Task: Nothing but the lines from the one containing "transition to failed" through the last line of the data below should be returned, each copied exactly.
▼
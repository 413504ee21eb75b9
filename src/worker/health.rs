//! Self-reported worker health
//!
//! Consecutive execution failures turn the worker `failed` once they reach
//! the threshold; the next success turns it back to `ok`.

use std::sync::atomic::{AtomicU32, Ordering};

use crate::models::HealthState;

#[derive(Debug)]
pub struct WorkerHealth {
    failures: AtomicU32,
    threshold: u32,
}

impl WorkerHealth {
    pub fn new(threshold: u32) -> Self {
        Self {
            failures: AtomicU32::new(0),
            threshold: threshold.max(1),
        }
    }

    pub fn consecutive_failures(&self) -> u32 {
        self.failures.load(Ordering::SeqCst)
    }

    pub fn state(&self) -> HealthState {
        if self.consecutive_failures() >= self.threshold {
            HealthState::Failed
        } else {
            HealthState::Ok
        }
    }

    /// Reset the failure count; returns `true` if this recovered a failed worker
    pub fn record_success(&self) -> bool {
        self.failures.swap(0, Ordering::SeqCst) >= self.threshold
    }

    /// Count a failure; returns `true` on the transition to failed
    pub fn record_failure(&self) -> bool {
        let count = self.failures.fetch_add(1, Ordering::SeqCst).saturating_add(1);
        count == self.threshold
    }
}

#[cfg(test)]
mod tests {
    use super::*;

    #[test]
    fn test_threshold_transition() {
        let health = WorkerHealth::new(3);
        assert!(!health.record_failure());
        assert!(!health.record_failure());
        assert_eq!(health.state(), HealthState::Ok);

        assert!(health.record_failure());
        assert_eq!(health.state(), HealthState::Failed);

        assert!(!health.record_failure());
        assert_eq!(health.state(), HealthState::Failed);
    }

    #[test]
    fn test_success_resets() {
        let health = WorkerHealth::new(2);
        health.record_failure();
        assert!(!health.record_success());

        health.record_failure();
        health.record_failure();
        assert!(health.record_success());
        assert_eq!(health.state(), HealthState::Ok);
        assert_eq!(health.consecutive_failures(), 0);
    }
}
▲
Answer for this exercise:
    /// Count a failure; returns `true` on the transition to failed
    pub fn record_failure(&self) -> bool {
        let count = self.failures.fetch_add(1, Ordering::SeqCst).saturating_add(1);
        count == self.threshold
    }
}

#[cfg(test)]
mod tests {
    use super::*;

    #[test]
    fn test_threshold_transition() {
        let health = WorkerHealth::new(3);
        assert!(!health.record_failure());
        assert!(!health.record_failure());
        assert_eq!(health.state(), HealthState::Ok);

        assert!(health.record_failure());
        assert_eq!(health.state(), HealthState::Failed);

        assert!(!health.record_failure());
        assert_eq!(health.state(), HealthState::Failed);
    }

    #[test]
    fn test_success_resets() {
        let health = WorkerHealth::new(2);
        health.record_failure();
        assert!(!health.record_success());

        health.record_failure();
        health.record_failure();
        assert!(health.record_success());
        assert_eq!(health.state(), HealthState::Ok);
        assert_eq!(health.consecutive_failures(), 0);
    }
}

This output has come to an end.